Ein Jahr nach meiner Geburt meldete sich Jochen freiwillig an die Front. Er wollte bei der Neuordnung der Welt unbedingt dabei sein. Je früher, desto besser. Den Kurs hatte ihm der Vater bereits abgesteckt. Zuerst rein in die Hitler-Jugend. Dort sollte er für Ordnung und Sauberkeit auf den Straßen sorgen. In jeder Beziehung.
Als ich viele Jahre später meine Schwester Inge fragte, was denn damals unter Ordnung zu verstehen war, sagte sie: “Na, Jochems Trupp hat aufgepasst, dass sich Jugendliche auf der Straße gesittet gegenüber den Erwachsenen benehmen.” Dann war die Hitlerjugend eine Ordnungspolizei der Minderjährigen? Im Warschauer Ghetto wurde für Männer und Frauen auch eine Ordnungspolizei eingesetzt, für Juden, die erschossen wurden, weil sie sich nicht anständig gegenüber der SS benommen hatten. Aber lassen wir das Thema. Ich habe darüber ein Buch geschrieben. Mir wird schlecht, wenn ich etwas über die sprichwörtliche deutsche Ordnung höre oder lese. Gerade im Zusammenhang mit den Gräueltaten der SS.

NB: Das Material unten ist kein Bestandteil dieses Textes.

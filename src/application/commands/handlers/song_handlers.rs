//! Song Command Handlers

use chrono::Utc;
use std::sync::Arc;
use uuid::Uuid;

use crate::application::commands::{CreateSong, DeleteSong, UpdateSong};
use crate::application::error::ApplicationError;
use crate::application::pipeline::SectionSegmenter;
use crate::application::ports::{RepositoryError, SongRecord, SongRepositoryPort};
use crate::application::queries::handlers::SongResponse;
use crate::domain::service::{sections_from_inputs, SectionInput};
use crate::domain::{Section, TextKind};

/// 先用显式段落；没有时把原始歌词分段
async fn build_sections(
    segmenter: &SectionSegmenter,
    sections: &[SectionInput],
    lyrics: Option<&str>,
) -> Result<Vec<Section>, ApplicationError> {
    let explicit = sections_from_inputs(sections);
    if !explicit.is_empty() {
        return Ok(explicit);
    }

    let segmented = match lyrics {
        Some(lyrics) => segmenter.segment(lyrics, TextKind::Lyrics).await,
        None => Vec::new(),
    };
    if segmented.is_empty() {
        return Err(ApplicationError::validation("Song needs sections or lyrics"));
    }
    Ok(segmented)
}

fn require_title(title: &str) -> Result<String, ApplicationError> {
    let title = title.trim();
    if title.is_empty() {
        return Err(ApplicationError::validation("Song title is required"));
    }
    Ok(title.to_string())
}

// ============================================================================
// CreateSong
// ============================================================================

/// CreateSong Handler
pub struct CreateSongHandler {
    song_repo: Arc<dyn SongRepositoryPort>,
    segmenter: Arc<SectionSegmenter>,
}

impl CreateSongHandler {
    pub fn new(song_repo: Arc<dyn SongRepositoryPort>, segmenter: Arc<SectionSegmenter>) -> Self {
        Self { song_repo, segmenter }
    }

    pub async fn handle(&self, command: CreateSong) -> Result<SongResponse, ApplicationError> {
        let title = require_title(&command.title)?;
        let song_id = command
            .id
            .map(|id| id.trim().to_string())
            .filter(|id| !id.is_empty())
            .unwrap_or_else(|| Uuid::new_v4().to_string());

        if self.song_repo.exists(&song_id).await? {
            return Err(ApplicationError::validation(format!("Song already exists: {}", song_id)));
        }

        let sections = build_sections(&self.segmenter, &command.sections, command.lyrics.as_deref()).await?;
        let now = Utc::now();

        let song = SongRecord {
            id: song_id.clone(),
            title,
            artist: command.artist,
            ccli_number: command.ccli_number,
            sections,
            created_at: now,
            updated_at: now,
        };

        // 检查与写入之间可能有并发创建，以插入结果为准
        self.song_repo.insert(&song).await.map_err(|e| match e {
            RepositoryError::Duplicate(id) => {
                ApplicationError::validation(format!("Song already exists: {}", id))
            }
            other => other.into(),
        })?;

        tracing::info!(
            song_id = %song_id,
            title = %song.title,
            sections = song.sections.len(),
            "Song created"
        );

        Ok(SongResponse::from(song))
    }
}

// ============================================================================
// UpdateSong
// ============================================================================

/// UpdateSong Handler
pub struct UpdateSongHandler {
    song_repo: Arc<dyn SongRepositoryPort>,
    segmenter: Arc<SectionSegmenter>,
}

impl UpdateSongHandler {
    pub fn new(song_repo: Arc<dyn SongRepositoryPort>, segmenter: Arc<SectionSegmenter>) -> Self {
        Self { song_repo, segmenter }
    }

    pub async fn handle(&self, command: UpdateSong) -> Result<SongResponse, ApplicationError> {
        let existing = self
            .song_repo
            .find_by_id(&command.id)
            .await?
            .ok_or_else(|| ApplicationError::not_found("Song", command.id.as_str()))?;

        let title = require_title(&command.title)?;
        let sections = build_sections(&self.segmenter, &command.sections, command.lyrics.as_deref()).await?;

        let song = SongRecord {
            id: existing.id,
            title,
            artist: command.artist,
            ccli_number: command.ccli_number,
            sections,
            created_at: existing.created_at,
            updated_at: Utc::now(),
        };

        self.song_repo.save(&song).await?;

        tracing::info!(song_id = %song.id, title = %song.title, "Song updated");

        Ok(SongResponse::from(song))
    }
}

// ============================================================================
// DeleteSong
// ============================================================================

/// DeleteSong Handler
pub struct DeleteSongHandler {
    song_repo: Arc<dyn SongRepositoryPort>,
}

impl DeleteSongHandler {
    pub fn new(song_repo: Arc<dyn SongRepositoryPort>) -> Self {
        Self { song_repo }
    }

    pub async fn handle(&self, command: DeleteSong) -> Result<(), ApplicationError> {
        if !self.song_repo.delete(&command.id).await? {
            return Err(ApplicationError::not_found("Song", command.id));
        }

        tracing::info!(song_id = %command.id, "Song deleted");
        Ok(())
    }
}

#[cfg(test)]
mod tests {
    use super::*;
    use crate::application::fakes::InMemorySongRepo;

    fn handlers() -> (CreateSongHandler, UpdateSongHandler, DeleteSongHandler) {
        let repo: Arc<dyn SongRepositoryPort> = Arc::new(InMemorySongRepo::default());
        let segmenter = Arc::new(SectionSegmenter::new(None));
        (
            CreateSongHandler::new(repo.clone(), segmenter.clone()),
            UpdateSongHandler::new(repo.clone(), segmenter),
            DeleteSongHandler::new(repo),
        )
    }

    fn create(title: &str, lyrics: &str) -> CreateSong {
        CreateSong {
            id: None,
            title: title.to_string(),
            artist: None,
            ccli_number: None,
            sections: vec![],
            lyrics: Some(lyrics.to_string()),
        }
    }

    #[tokio::test]
    async fn test_create_from_lyrics() {
        let (create_handler, _, _) = handlers();

        let song = create_handler
            .handle(create("Way Maker", "[Verse 1]\nYou are here\n[Chorus]\nWay maker"))
            .await
            .unwrap();

        assert!(!song.id.is_empty());
        assert_eq!(song.sections.len(), 2);
        assert_eq!(song.sections[1].label, "Chorus");
    }

    #[tokio::test]
    async fn test_create_requires_content_and_title() {
        let (create_handler, _, _) = handlers();

        let err = create_handler.handle(create("Empty", "  ")).await.unwrap_err();
        assert!(matches!(err, ApplicationError::ValidationError(_)));

        let err = create_handler.handle(create(" ", "line")).await.unwrap_err();
        assert!(matches!(err, ApplicationError::ValidationError(_)));
    }

    #[tokio::test]
    async fn test_create_duplicate_id() {
        let (create_handler, _, _) = handlers();
        let mut command = create("Song", "line");
        command.id = Some("fixed".to_string());

        create_handler.handle(command.clone()).await.unwrap();
        let err = create_handler.handle(command).await.unwrap_err();
        assert!(matches!(err, ApplicationError::ValidationError(_)));
    }

    /// `exists` 总是返回 false，模拟检查之后才被并发写入的情况
    struct StaleExistsRepo(InMemorySongRepo);

    #[async_trait::async_trait]
    impl SongRepositoryPort for StaleExistsRepo {
        async fn save(&self, song: &SongRecord) -> Result<(), RepositoryError> {
            self.0.save(song).await
        }

        async fn insert(&self, song: &SongRecord) -> Result<(), RepositoryError> {
            self.0.insert(song).await
        }

        async fn find_by_id(&self, id: &str) -> Result<Option<SongRecord>, RepositoryError> {
            self.0.find_by_id(id).await
        }

        async fn find_all(&self) -> Result<Vec<SongRecord>, RepositoryError> {
            self.0.find_all().await
        }

        async fn delete(&self, id: &str) -> Result<bool, RepositoryError> {
            self.0.delete(id).await
        }

        async fn exists(&self, _id: &str) -> Result<bool, RepositoryError> {
            Ok(false)
        }
    }

    #[tokio::test]
    async fn test_create_never_overwrites_concurrent_song() {
        let repo: Arc<dyn SongRepositoryPort> = Arc::new(StaleExistsRepo(InMemorySongRepo::default()));
        let create_handler = CreateSongHandler::new(repo.clone(), Arc::new(SectionSegmenter::new(None)));

        let mut first = create("First", "line");
        first.id = Some("fixed".to_string());
        create_handler.handle(first).await.unwrap();

        let mut second = create("Second", "other line");
        second.id = Some("fixed".to_string());
        let err = create_handler.handle(second).await.unwrap_err();
        assert!(matches!(err, ApplicationError::ValidationError(_)));

        let stored = repo.find_by_id("fixed").await.unwrap().unwrap();
        assert_eq!(stored.title, "First");
    }

    #[tokio::test]
    async fn test_update_and_delete() {
        let (create_handler, update_handler, delete_handler) = handlers();
        let created = create_handler.handle(create("Old", "line")).await.unwrap();

        let updated = update_handler
            .handle(UpdateSong {
                id: created.id.clone(),
                title: "New".to_string(),
                artist: Some("Artist".to_string()),
                ccli_number: None,
                sections: vec![SectionInput {
                    label: "Verse".to_string(),
                    content: "new line".to_string(),
                }],
                lyrics: None,
            })
            .await
            .unwrap();

        assert_eq!(updated.title, "New");
        assert_eq!(updated.created_at, created.created_at);

        delete_handler
            .handle(DeleteSong { id: created.id.clone() })
            .await
            .unwrap();
        let err = delete_handler
            .handle(DeleteSong { id: created.id })
            .await
            .unwrap_err();
        assert!(matches!(err, ApplicationError::NotFound { .. }));
    }

    #[tokio::test]
    async fn test_update_missing_song() {
        let (_, update_handler, _) = handlers();
        let err = update_handler
            .handle(UpdateSong {
                id: "missing".to_string(),
                title: "x".to_string(),
                artist: None,
                ccli_number: None,
                sections: vec![],
                lyrics: Some("a".to_string()),
            })
            .await
            .unwrap_err();
        assert!(matches!(err, ApplicationError::NotFound { .. }));
    }
}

Ja, wie ging es weiter mit unserem Jochen. Was die schweigsame Mutter nicht sagt, erzählen Erinnerungsstücke von Jochen. Mein Vater hatte übrigens für jedes Kind ein Album und ein Tagebuch eingerichtet. Bei Jochen sind einige Zeichnungen eingeklebt worden. Vielleicht galten sie als Hausaufgabe im Zeichen-Unterricht. Dennoch befremdet mich die Studie des kleines Künstlers Jochen Schlei, die da unter titelt ist: “ SA marschiert, die Reihen fest geschlossen!” Den Eintritt in die HJ kann man wohl noch als normal für die damalige Zeit betrachten, aber die Begeisterung, mit der der Pimpf Hans-Joachim über das Lagerleben berichtet, ist schon arg bedenklich zu nennen. Mein Vater macht aus Jochems Schilderung einen Artikel für die Zeitung. Sie bewegen sich beide in eine verderbliche Richtung. So kam es schließlich, wie es kommen musste. In der Schule wird der Unterricht langweilig, weil einige ältere Kameraden, mit denen man zufällig befreundet ist, bereits abenteuerliche Briefe aus dem Feld schreiben. Die Leistungen lassen nach. Auf dem letzten Zeugnis vor dem Abmarsch an die Front steht nur einmal das Prädikat “gut” vermerkt. Im Sport natürlich. Ein großer Sportler wollte Jochen werden. Nun ist er Soldat.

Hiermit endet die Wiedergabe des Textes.